*** Opening of Data listing ***

//! Data types for documents, chunks, and search results.

use std::collections::HashMap;
use std::fmt;

use serde::{Deserialize, Serialize};

/// Metadata key holding the file name or URL a document came from.
pub const SOURCE_KEY: &str = "source";

/// Metadata key holding the 1-based page number of a PDF page.
pub const PAGE_KEY: &str = "page";

/// A metadata value: either free text or an integer.
#[derive(Debug, Clone, Serialize, Deserialize, PartialEq, Eq)]
#[serde(untagged)]
pub enum MetadataValue {
    /// An integer value such as a page number.
    Int(i64),
    /// A text value such as a file name.
    Text(String),
}

impl fmt::Display for MetadataValue {
    fn fmt(&self, f: &mut fmt::Formatter<'_>) -> fmt::Result {
        match self {
            MetadataValue::Int(value) => write!(f, "{value}"),
            MetadataValue::Text(value) => f.write_str(value),
        }
    }
}

impl From<&str> for MetadataValue {
    fn from(value: &str) -> Self {
        MetadataValue::Text(value.to_string())
    }
}

impl From<String> for MetadataValue {
    fn from(value: String) -> Self {
        MetadataValue::Text(value)
    }
}

impl From<i64> for MetadataValue {
    fn from(value: i64) -> Self {
        MetadataValue::Int(value)
    }
}

/// Key-value metadata attached to documents and chunks.
pub type Metadata = HashMap<String, MetadataValue>;

/// A normalized document produced by a loader.
#[derive(Debug, Clone, Serialize, Deserialize, PartialEq)]
pub struct Document {
    /// The text content of the document.
    pub content: String,
    /// Key-value metadata; always contains [`SOURCE_KEY`].
    pub metadata: Metadata,
}

impl Document {
    /// Create a document whose only metadata is its source.
    pub fn new(content: impl Into<String>, source: impl Into<String>) -> Self {
        let mut metadata = Metadata::new();
        metadata.insert(SOURCE_KEY.to_string(), MetadataValue::Text(source.into()));
        Self { content: content.into(), metadata }
    }

    /// Add a metadata entry.
    pub fn with_metadata(
        mut self,
        key: impl Into<String>,
        value: impl Into<MetadataValue>,
    ) -> Self {
        self.metadata.insert(key.into(), value.into());
        self
    }

    /// The `source` metadata rendered as text, or an empty string if absent.
    pub fn source(&self) -> String {
        self.metadata.get(SOURCE_KEY).map(ToString::to_string).unwrap_or_default()
    }
}

/// A bounded segment of a [`Document`].
#[derive(Debug, Clone, Serialize, Deserialize, PartialEq)]
pub struct Chunk {
    /// Identifier of the form `{document_index}-{chunk_index}`.
    pub id: String,
    /// The text content of the chunk.
    pub content: String,
    /// Metadata copied verbatim from the parent document.
    pub metadata: Metadata,
    /// Position of the parent document in the list given to the chunker.
    pub document_index: usize,
}

impl Chunk {
    /// The `source` metadata rendered as text, or an empty string if absent.
    pub fn source(&self) -> String {
        self.metadata.get(SOURCE_KEY).map(ToString::to_string).unwrap_or_default()
    }
}

/// A [`Chunk`] together with its embedding, as held by a vector store.
#[derive(Debug, Clone, Serialize, Deserialize, PartialEq)]
pub struct IndexedChunk {
    /// The stored chunk.
    pub chunk: Chunk,
    /// The vector embedding of the chunk's content.
    pub embedding: Vec<f32>,
}

/// A retrieved [`Chunk`] paired with a relevance score.
#[derive(Debug, Clone, Serialize, Deserialize)]
pub struct SearchResult {
    /// The retrieved chunk.
    pub chunk: Chunk,
    /// The similarity score (higher is more relevant).
    pub score: f32,
}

*** Close of Data listing ***

Look above for the line holding "a file name." and the line holding "impl From<&str> for", then output exactly those two lines and every line between them, nothing more.

◆ Reply to the exercise
    /// A text value such as a file name.
    Text(String),
}

impl fmt::Display for MetadataValue {
    fn fmt(&self, f: &mut fmt::Formatter<'_>) -> fmt::Result {
        match self {
            MetadataValue::Int(value) => write!(f, "{value}"),
            MetadataValue::Text(value) => f.write_str(value),
        }
    }
}

impl From<&str> for MetadataValue {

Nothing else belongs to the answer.